"Perseguiamo la ricerca della verità per i nostri cari e per ridare loro quella dignità che gli è stata rubata e lesa anche da morti". Così Sabrina Gualini, presidente del Comitato nazionale dei familiari delle vittime del Covid durante l’audizione in Commissione parlamentare d’inchiesta sulla gestione dell’emergenza Covid. "Cosa c’è di umano nel vietare di vedere il proprio parente ormai morto? - ha aggiunto Gualini - Non sappiamo neppure chi c’era dentro la bara, che ci è stata consegnata sigillata. Diversi di noi non hanno potuto nemmeno onorare il proprio caro. Forse il virus usciva dalla bara?".

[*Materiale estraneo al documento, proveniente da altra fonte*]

//! Named records for contract read results.
//!
//! The contract answers with positional tuples; these types are the only
//! shape that travels further into the crate.

use chrono::{DateTime, TimeZone, Utc};
use ethers::types::{Address, TransactionReceipt, H256, U256};
use serde::Serialize;

use crate::contract::ProjectDetailsTuple;
use crate::errors::{GatewayError, Result};
use crate::units::serialize_decimal;

/// Snapshot of one project as stored on-chain. Amounts are in wei.
#[derive(Debug, Clone, PartialEq, Eq, Serialize)]
pub struct Project {
    pub id: u64,
    pub creator: Address,
    pub name: String,
    pub description: String,
    #[serde(serialize_with = "serialize_decimal")]
    pub goal_amount: U256,
    /// Unix timestamp (seconds).
    pub deadline: u64,
    #[serde(serialize_with = "serialize_decimal")]
    pub current_amount: U256,
    pub funding_goal_reached: bool,
    pub closed: bool,
}

/// Display status derived from a project snapshot.
#[derive(Debug, Clone, Copy, PartialEq, Eq, Serialize)]
#[serde(rename_all = "snake_case")]
pub enum ProjectStatus {
    /// Before the deadline and still collecting.
    Open,
    /// Goal reached, funds not yet claimed.
    Successful,
    /// Deadline passed without reaching the goal.
    Failed,
    /// Funds claimed or project marked failed on-chain.
    Closed,
}

impl Project {
    pub fn from_details(id: u64, details: ProjectDetailsTuple) -> Result<Self> {
        let (creator, name, description, goal_amount, deadline, current_amount, funding_goal_reached, closed) =
            details;
        Ok(Self {
            id,
            creator,
            name,
            description,
            goal_amount,
            deadline: narrow(deadline, "deadline")?,
            current_amount,
            funding_goal_reached,
            closed,
        })
    }

    pub fn deadline_utc(&self) -> Option<DateTime<Utc>> {
        i64::try_from(self.deadline)
            .ok()
            .and_then(|secs| Utc.timestamp_opt(secs, 0).single())
    }

    pub fn status(&self, now: DateTime<Utc>) -> ProjectStatus {
        if self.closed {
            ProjectStatus::Closed
        } else if self.funding_goal_reached {
            ProjectStatus::Successful
        } else if self.deadline_utc().map_or(false, |deadline| now >= deadline) {
            ProjectStatus::Failed
        } else {
            ProjectStatus::Open
        }
    }
}

/// How much one address has put into one project.
#[derive(Debug, Clone, PartialEq, Eq, Serialize)]
pub struct Contribution {
    pub project_id: u64,
    pub contributor: Address,
    #[serde(serialize_with = "serialize_decimal")]
    pub amount: U256,
}

/// The part of a confirmed receipt worth showing to a user.
#[derive(Debug, Clone, PartialEq, Eq, Serialize)]
pub struct TxOutcome {
    pub tx_hash: H256,
    pub block_number: Option<u64>,
    pub gas_used: Option<String>,
}

impl From<&TransactionReceipt> for TxOutcome {
    fn from(receipt: &TransactionReceipt) -> Self {
        Self {
            tx_hash: receipt.transaction_hash,
            block_number: receipt.block_number.map(|n| n.as_u64()),
            gas_used: receipt.gas_used.map(|g| g.to_string()),
        }
    }
}

/// Narrow an on-chain integer to `u64`, refusing values that do not fit.
pub fn narrow(value: U256, what: &str) -> Result<u64> {
    if value > U256::from(u64::MAX) {
        return Err(GatewayError::InvalidInput(format!(
            "{what} {value} does not fit into 64 bits"
        )));
    }
    Ok(value.as_u64())
}

#[cfg(test)]
mod tests {
    use super::*;
    use crate::testing::{project_tuple, ACCOUNT};

    fn at(secs: i64) -> DateTime<Utc> {
        Utc.timestamp_opt(secs, 0).single().unwrap()
    }

    #[test]
    fn maps_positional_tuple_to_named_fields() {
        let project = Project::from_details(2, project_tuple("Solar roof", 100, 40, false)).unwrap();
        assert_eq!(project.id, 2);
        assert_eq!(project.creator, ACCOUNT);
        assert_eq!(project.name, "Solar roof");
        assert_eq!(project.description, "Solar roof description");
        assert_eq!(project.goal_amount, U256::from(100));
        assert_eq!(project.current_amount, U256::from(40));
        assert_eq!(project.deadline, 1_900_000_000);
        assert!(!project.funding_goal_reached);
        assert!(!project.closed);
    }

    #[test]
    fn oversized_deadline_is_rejected() {
        let mut details = project_tuple("x", 1, 0, false);
        details.4 = U256::MAX;
        let err = Project::from_details(1, details).unwrap_err();
        assert!(matches!(err, GatewayError::InvalidInput(_)));
    }

    #[test]
    fn status_follows_flags_and_deadline() {
        let open = Project::from_details(1, project_tuple("a", 100, 10, false)).unwrap();
        assert_eq!(open.status(at(1_000_000_000)), ProjectStatus::Open);
        assert_eq!(open.status(at(1_900_000_000)), ProjectStatus::Failed);

        let funded = Project::from_details(2, project_tuple("b", 100, 100, false)).unwrap();
        assert_eq!(funded.status(at(1_950_000_000)), ProjectStatus::Successful);

        let closed = Project::from_details(3, project_tuple("c", 100, 100, true)).unwrap();
        assert_eq!(closed.status(at(1_000_000_000)), ProjectStatus::Closed);
    }

    #[test]
    fn amounts_serialize_as_decimal_strings() {
        let mut details = project_tuple("big", 0, 0, false);
        details.3 = U256::exp10(24);
        let project = Project::from_details(7, details).unwrap();
        let json = serde_json::to_value(&project).unwrap();
        assert_eq!(json["goal_amount"], "1000000000000000000000000");
        assert_eq!(json["closed"], false);
        assert_eq!(json["id"], 7);
    }

    #[test]
    fn narrow_accepts_u64_max() {
        assert_eq!(narrow(U256::from(u64::MAX), "id").unwrap(), u64::MAX);
        assert!(narrow(U256::from(u64::MAX) + 1, "id").is_err());
    }
}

E ancora: "Durante la pandemia la risposta dello Stato, anche a livello di comunicazione, è stata molto molto scarsa, basata sul terrore e sinceramente mi sarei aspettata una comunicazione tipo campagna elettorale, con librettini che arrivavano a casa con vademecum".
Parte dell’audizione è stata dedicata alle drammatiche testimonianze dei familiari delle vittime: "Mio marito di 56 anni è morto, due giorni dopo è morto mio padre di 74 anni - racconta una testimone - Da subito ho capito che c’era qualcosa di anomalo nella gestione del loro ricovero. Ai miei cari non è stato fatto nulla, mai una tac, non sono state somministrate le terapie, i sanitari si sono rifiutati di fare il plasma e i monoclonali. Le cartelle cliniche hanno confermato tutti i miei dubbi: nessuna terapia, nessuna diagnosi. Oltre ai dati falsi riportati, che servivano a giustificarne la morte, scopro che mio padre era classificato come uomo di 84 anni in luogo di 74, del peso di 86 in luogo di 60. Sia lui che mio marito venivano definiti in grado di non attendere agli atti quotidiani, in realtà conducevano una vita normale e in salute".
"Abbiamo delle chat tra parenti ricoverati e chi era casa che hanno del surreale e siamo in grado di fornirle - dice un’altra testimonianza ascoltata dalla commissione parlamentare - Per esempio un giovane uomo di 45 anni, padre di tre figli piccoli che, viste le precarietà assistenziali della struttura ospedaliera che lo riceveva, dopo un primo rifiuto della prima, per mancanza di posti letto, scriveva alla giovane moglie: ’Non lasciarmi morire in questo Pronto soccorso’. Non riusciva a respirare con la maschera che gli avevano messo, voleva bere ma nessuno si avvicinava quando chiamava alzando le braccia".
Durante l’emergenza, "i diritti del malato e delle persone non sono stati rispettati", ha concluso Guerini, sottolineando ancora che "il consenso informativo è scomparso dopo l’arrivo del
Covid, le visite erano effettuate da medici neo laureati e inesperti, muniti solo di saturimetro. La prescrizione generale era paracetamolo e vigile attesa".